Each line from the start of the records through the line containing "let mut builder: Option<RecordBuilder>" is to be transcribed exactly, and no other line is to be included.

*** Opening SUPPLIED RECORDS ***

/// Parse GenBank text into records.
pub fn parse_genbank(input: &str) -> Result<Vec<SequenceRecord>> {
    if input.trim().is_empty() {
        return Err(SeqmillError::EmptyInput("empty GenBank input".into()));
    }

    let mut drafts = Vec::new();
    let mut hints = Vec::new();
    let mut builder: Option<RecordBuilder> = None;
    let mut section = Section::Header;
    let mut continues = Continues::Nothing;

    for (line_num, line) in input.lines().enumerate() {
        let line = line.trim_end();

        if line.starts_with("LOCUS") {
            if let Some(done) = builder.take() {
                let (draft, hint) = done.build()?;
                drafts.push(draft);
                hints.push(hint);
            }
            builder = Some(RecordBuilder::from_locus(line));
            section = Section::Header;
            continues = Continues::Nothing;
            continue;
        }

        // Record terminator
        if line.starts_with("//") {
            if let Some(done) = builder.take() {
                let (draft, hint) = done.build()?;
                drafts.push(draft);
                hints.push(hint);
            }
            continue;
        }

        let Some(current) = builder.as_mut() else {
            if line.trim().is_empty() {
                continue;
            }
            return Err(SeqmillError::Format(format!(
                "line {}: expected a LOCUS line",
                line_num + 1
            )));
        };

        if section == Section::Origin {
            // "        1 atgcatgcat gcatgcatgc ..."
            current.draft.residues.extend(
                line.chars()
                    .filter(|c| !c.is_ascii_digit() && !c.is_whitespace())
                    .map(|c| c.to_ascii_uppercase()),
            );
            continue;
        }

        if line.starts_with("ORIGIN") {
            current.finish_feature()?;
            section = Section::Origin;
            continue;
        }

        if line.starts_with("FEATURES") {
            section = Section::Features;
            continue;
        }

        if section == Section::Features {
            if line.starts_with(' ') || line.is_empty() {
                parse_feature_line(line, current, line_num)?;
                continue;
            }
            // A new top-level section (CONTIG, BASE COUNT, ...)
            current.finish_feature()?;
            section = Section::Header;
        }

        if is_continuation(line, HEADER_INDENT) {
            let value = line.trim();
            match continues {
                Continues::Definition => {
                    current.draft.description.push(' ');
                    current.draft.description.push_str(value);
                }
                Continues::Keywords => current.extend_annotation(ANN_KEYWORDS, value),
                Continues::Source => current.extend_annotation(ANN_SOURCE, value),
                Continues::Taxonomy => current.extend_annotation(ANN_TAXONOMY, value),
                Continues::Nothing => {}
            }
            continue;
        }

        let keyword = line.split_whitespace().next().unwrap_or_default();
        continues = Continues::Nothing;
        match keyword {
            "DEFINITION" => {
                let value = header_value(line);
                current.draft.description = if value == EMPTY_FIELD {
                    String::new()
                } else {
                    value.to_string()
                };
                continues = Continues::Definition;
            }
            "ACCESSION" => current.annotate(ANN_ACCESSION, header_value(line)),
            "VERSION" => {
                let version = header_value(line).split_whitespace().next().unwrap_or_default();
                current.annotate(ANN_VERSION, version);
            }
            "KEYWORDS" => {
                current.annotate(ANN_KEYWORDS, header_value(line));
                continues = Continues::Keywords;
            }
            "SOURCE" => {
                current.annotate(ANN_SOURCE, header_value(line));
                continues = Continues::Source;
            }
            "ORGANISM" => {
                current.annotate(ORGANISM, header_value(line));
                continues = Continues::Taxonomy;
            }
            _ => {}
        }
    }

    // Last record without trailing //
    if let Some(done) = builder.take() {
        let (draft, hint) = done.build()?;
        drafts.push(draft);
        hints.push(hint);
    }

    let hint = match hints.first() {
        Some(first) if hints.iter().all(|h| h == first) => *first,
        _ => None,
    };
    debug!("parsed {} GenBank record(s)", drafts.len());
    finish(drafts, hint)
}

*** Closing SUPPLIED RECORDS ***

SOLUTION ▸
/// Parse GenBank text into records.
pub fn parse_genbank(input: &str) -> Result<Vec<SequenceRecord>> {
    if input.trim().is_empty() {
        return Err(SeqmillError::EmptyInput("empty GenBank input".into()));
    }

    let mut drafts = Vec::new();
    let mut hints = Vec::new();
    let mut builder: Option<RecordBuilder> = None;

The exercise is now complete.